Not all cities are listed. When I poked around the area of Pennsylvania where I grew up, I noted that I couldn't find Trevose, my hometown, Feasterville, the township seat, or Oakford, the closest village. The closest town was Langhorne, 7 miles away. In the northeast, where towns seem to change names every mile or so, it helps to know exactly where you are. That's what an atlas is for.

I grew up about 100 yards from the Philadelphia county line. Even when I zoomed out enough to show the place where Philadelphia should have been, it wasn't labeled. Philadelphia may no longer be the third largest city in the US, but it hasn't completely disappeared. I also noticed that the toll roads weren't identified as such, nor were the bridges that get you over the river into Jersey. Neither was New Jersey, for that matter.

The circled arrows are highway exits. You can request information about gas, food, lodging and ATM machines at an exit by tapping on it. There are also other icons that display tourist attractions, but the selection is eclectic. The attractions in Austin included the bats, but not the State Capitol. 

You might notice that the scale in the screen capture is 9 miles to the inch. This means that you get about 20 miles on a Palm's slightly bigger than 2-inch screen. Anything much more detailed than this gets so crowded that you can't read it. The roads are smaller than frog hairs and in a city the size of San Antonio there are so many highway exits that the entire screen is buzzing with colliding green arrows. If you blow it up much bigger, you get one town and one road. Not much use. You can also save map views - the VIEW tab does that - so you can return to them quickly. 

The middle tab on the crescent is called DIRECTIONS. Click on this and select any two cities in the US. It will produce city to city driving directions. This is s-l-o-w. I tried generating directions from San Antonio to Philadelphia and it took about 8 minutes. San Antonio to Austin (basically, take I-35 all the way) took about 15 seconds. Directions are available for 12,000 cities.

The instructions suggest that you can speed things up by downloading a map from the card to internal memory. The map of Texas is 1.1 MB. The entire internal memory of my Palm is 8 MB. I don't want to use 1/8 of my space for a map - that's why I got a Palm that accepts a card. 

The other advertised feature of the program is the ability to calculate city to city mileage between major cities. Not many are listed - maybe 100. Nice to have but no big deal.

There are some other controls - they crammed a lot into a small space. The eye in the upper right corner is a display filter that lets you eliminate some of the map symbol clutter. The shaded area with the arrow next to it gives you all of the map options and controls; you can also access these by using the Palm's built-in file icon. The dotted box with the arrow lets you draw a frame on the screen to zoom in on a precise area.

You can't print the maps. There is a toggle that lets you display the paper atlas page from Rand McNally's print Road Atlas. If I had a print atlas at hand, I wouldn't be using this program.

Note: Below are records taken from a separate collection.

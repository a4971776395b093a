//! Configuration module for the live voice client
//!
//! This module handles client configuration from various sources: .env files, YAML files,
//! and environment variables. Priority: YAML > ENV vars > .env values > defaults.
//!
//! # Environment variables
//! - `LIVE_API_URL`: WebSocket endpoint (default: Gemini Live)
//! - `GEMINI_API_KEY` (or `LIVE_API_KEY`): API key, required
//! - `LIVE_MODEL`, `LIVE_VOICE`, `LIVE_RESPONSE_MODALITY`
//! - `LIVE_SYSTEM_INSTRUCTION`, `LIVE_GREETING`
//! - `LIVE_SETUP_TIMEOUT_MS`: setup handshake timeout, `0` waits forever
//! - `AUDIO_INPUT_DEVICE`, `AUDIO_OUTPUT_DEVICE`, `PLAYBACK_VOLUME`
//!
//! # Example
//! ```rust,no_run
//! use live_voice_client::config::ClientSettings;
//! use std::path::PathBuf;
//!
//! # fn main() -> Result<(), Box<dyn std::error::Error>> {
//! // Load from environment variables only
//! let settings = ClientSettings::from_env()?;
//!
//! // Load from YAML file with environment variable fallbacks
//! let settings = ClientSettings::from_file(&PathBuf::from("config.yaml"))?;
//!
//! println!("Model: {}", settings.model);
//! # Ok(())
//! # }
//! ```

use std::env;
use std::path::Path;
use std::time::Duration;

use thiserror::Error;

use crate::core::live::{
    DEFAULT_MODEL, DEFAULT_SETUP_TIMEOUT, GEMINI_LIVE_URL, LiveClientOptions, LiveConfig,
    LiveEndpoint, PrebuiltVoice, ResponseModality,
};
use crate::utils::endpoint::validate_endpoint_url;

mod yaml;

pub use yaml::{AudioYaml, LiveYaml, YamlConfig};

/// Errors that can occur while loading configuration.
#[derive(Debug, Error)]
pub enum ConfigError {
    #[error("Failed to read config file {path}: {reason}")]
    Read { path: String, reason: String },

    #[error("Failed to parse YAML config: {0}")]
    Parse(String),

    #[error("Invalid value for {key}: {reason}")]
    InvalidValue { key: &'static str, reason: String },

    #[error("Missing required setting: {0}")]
    Missing(&'static str),
}

/// Client configuration
///
/// Contains everything needed to run a voice session:
/// - Live endpoint and API key
/// - Session defaults (model, voice, modality, system instruction, greeting)
/// - Audio device selection and playback volume
#[derive(Debug, Clone)]
pub struct ClientSettings {
    pub api_url: String,
    pub api_key: String,
    pub model: String,
    pub voice: PrebuiltVoice,
    pub response_modality: ResponseModality,
    pub system_instruction: Option<String>,
    pub greeting: Option<String>,
    /// `None` waits for the setup acknowledgement indefinitely
    pub setup_timeout: Option<Duration>,
    pub input_device: Option<String>,
    pub output_device: Option<String>,
    pub playback_volume: f32,
}

/// Implement Drop to zeroize the API key when ClientSettings is dropped.
impl Drop for ClientSettings {
    fn drop(&mut self) {
        use zeroize::Zeroize;
        self.api_key.zeroize();
    }
}

impl Default for ClientSettings {
    fn default() -> Self {
        Self {
            api_url: GEMINI_LIVE_URL.to_string(),
            api_key: String::new(),
            model: DEFAULT_MODEL.to_string(),
            voice: PrebuiltVoice::default(),
            response_modality: ResponseModality::default(),
            system_instruction: None,
            greeting: None,
            setup_timeout: Some(DEFAULT_SETUP_TIMEOUT),
            input_device: None,
            output_device: None,
            playback_volume: 1.0,
        }
    }
}

impl ClientSettings {
    /// Load configuration from environment variables.
    ///
    /// The .env file is loaded by the binary at startup, so its values are
    /// visible here as environment variables.
    pub fn from_env() -> Result<Self, ConfigError> {
        let settings = Self::merge(None)?;
        settings.validate()?;
        Ok(settings)
    }

    /// Load configuration from a YAML file, with environment variables filling
    /// anything the file leaves out.
    ///
    /// Priority order (highest to lowest):
    /// 1. YAML file values
    /// 2. Environment variables (actual ENV vars override .env values)
    /// 3. .env file values
    /// 4. Default values
    pub fn from_file(path: &Path) -> Result<Self, ConfigError> {
        let yaml_config = YamlConfig::from_file(path)?;
        let settings = Self::merge(Some(yaml_config))?;
        settings.validate()?;
        Ok(settings)
    }

    fn merge(yaml: Option<YamlConfig>) -> Result<Self, ConfigError> {
        let yaml = yaml.unwrap_or_default();
        let live = yaml.live.unwrap_or_default();
        let audio = yaml.audio.unwrap_or_default();
        let defaults = Self::default();

        let setup_timeout_ms = match live.setup_timeout_ms {
            Some(ms) => Some(ms),
            None => env_parse::<u64>("LIVE_SETUP_TIMEOUT_MS")?,
        };
        let setup_timeout = match setup_timeout_ms {
            Some(0) => None,
            Some(ms) => Some(Duration::from_millis(ms)),
            None => defaults.setup_timeout,
        };

        let playback_volume = match audio.playback_volume {
            Some(v) => v,
            None => env_parse::<f32>("PLAYBACK_VOLUME")?.unwrap_or(defaults.playback_volume),
        };

        Ok(Self {
            api_url: live
                .url
                .or_else(|| env_var("LIVE_API_URL"))
                .unwrap_or_else(|| defaults.api_url.clone()),
            api_key: live
                .api_key
                .or_else(|| env_var("GEMINI_API_KEY"))
                .or_else(|| env_var("LIVE_API_KEY"))
                .unwrap_or_default(),
            model: live
                .model
                .or_else(|| env_var("LIVE_MODEL"))
                .unwrap_or_else(|| defaults.model.clone()),
            voice: live
                .voice
                .or_else(|| env_var("LIVE_VOICE"))
                .map(|v| PrebuiltVoice::from_str_or_default(&v))
                .unwrap_or(defaults.voice),
            response_modality: live
                .response_modality
                .or_else(|| env_var("LIVE_RESPONSE_MODALITY"))
                .map(|m| ResponseModality::from_str_or_default(&m))
                .unwrap_or(defaults.response_modality),
            system_instruction: live
                .system_instruction
                .or_else(|| env_var("LIVE_SYSTEM_INSTRUCTION")),
            greeting: live.greeting.or_else(|| env_var("LIVE_GREETING")),
            setup_timeout,
            input_device: audio.input_device.or_else(|| env_var("AUDIO_INPUT_DEVICE")),
            output_device: audio.output_device.or_else(|| env_var("AUDIO_OUTPUT_DEVICE")),
            playback_volume,
        })
    }

    /// Check the merged configuration.
    pub fn validate(&self) -> Result<(), ConfigError> {
        if self.api_key.trim().is_empty() {
            return Err(ConfigError::Missing("GEMINI_API_KEY"));
        }
        validate_endpoint_url(&self.api_url, true).map_err(|e| ConfigError::InvalidValue {
            key: "LIVE_API_URL",
            reason: e.to_string(),
        })?;
        if !(0.0..=1.0).contains(&self.playback_volume) {
            return Err(ConfigError::InvalidValue {
                key: "PLAYBACK_VOLUME",
                reason: format!("{} is outside [0, 1]", self.playback_volume),
            });
        }
        Ok(())
    }

    /// Endpoint for the live client.
    pub fn endpoint(&self) -> LiveEndpoint {
        LiveEndpoint::new(self.api_url.clone(), self.api_key.clone())
    }

    /// Client options derived from these settings.
    pub fn client_options(&self) -> LiveClientOptions {
        LiveClientOptions {
            setup_timeout: self.setup_timeout,
            ..Default::default()
        }
    }

    /// Session configuration for the first connection.
    pub fn live_config(&self) -> LiveConfig {
        let mut config = LiveConfig::new(self.model.clone())
            .with_response_modality(self.response_modality);
        if self.response_modality == ResponseModality::Audio {
            config = config.with_voice(self.voice.as_str());
        }
        if let Some(instruction) = &self.system_instruction {
            config = config.with_system_instruction(instruction.clone());
        }
        config
    }
}

fn env_var(key: &str) -> Option<String> {
    env::var(key).ok().filter(|v| !v.trim().is_empty())
}

fn env_parse<T>(key: &'static str) -> Result<Option<T>, ConfigError>
where
    T: std::str::FromStr,
    T::Err: std::fmt::Display,
{
    match env_var(key) {
        Some(raw) => raw
            .trim()
            .parse::<T>()
            .map(Some)
            .map_err(|e| ConfigError::InvalidValue {
                key,
                reason: format!("'{raw}': {e}"),
            }),
        None => Ok(None),
    }
}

The Road Atlas Expansion Card will support any GPS unit that is NMEA 0183 compliant and that can be attached to the serial port of the Palm handheld. There is a GPS demo available on the card. I suspect that hooking this up to a GPS could turn this into a genuinely useful program, but I don't travel to unknown parts often enough to warrant buying another $200 gizmo.

You've probably figured out that I have three main complaints about the program: it's too small, too slow and takes up too much room. The manual suggests that you have 1-2 free MB of internal memory to run the program even from the card, and, as mentioned, that downloading maps makes it run faster. I'm not willing to devote half my computing power to an atlas.

The 2.2" screen is really too small for a map. That's not Rand McNally's fault. They've done a good job squeezing 650,000 miles of road onto this small space. I can see using the for real world navigation if I was stuck somewhere unexpectedly, but for a cross-country trip I'd bring a real road atlas. If I needed directions, I'd ask. 

And it is slow, compared to my desktop computer. Each time you change zoom levels the redrawing is painful. 

For all my crabbing, this is a breakthrough product. Someone had to be first, and Rand McNally was the hero. The drawbacks are with the Palm technology: itty-bitty screen, slow processor, cramped memory. The program does the best it can with what it has to work with. The program won a best in show at COMDEX 2001 for best mobile/handheld software. 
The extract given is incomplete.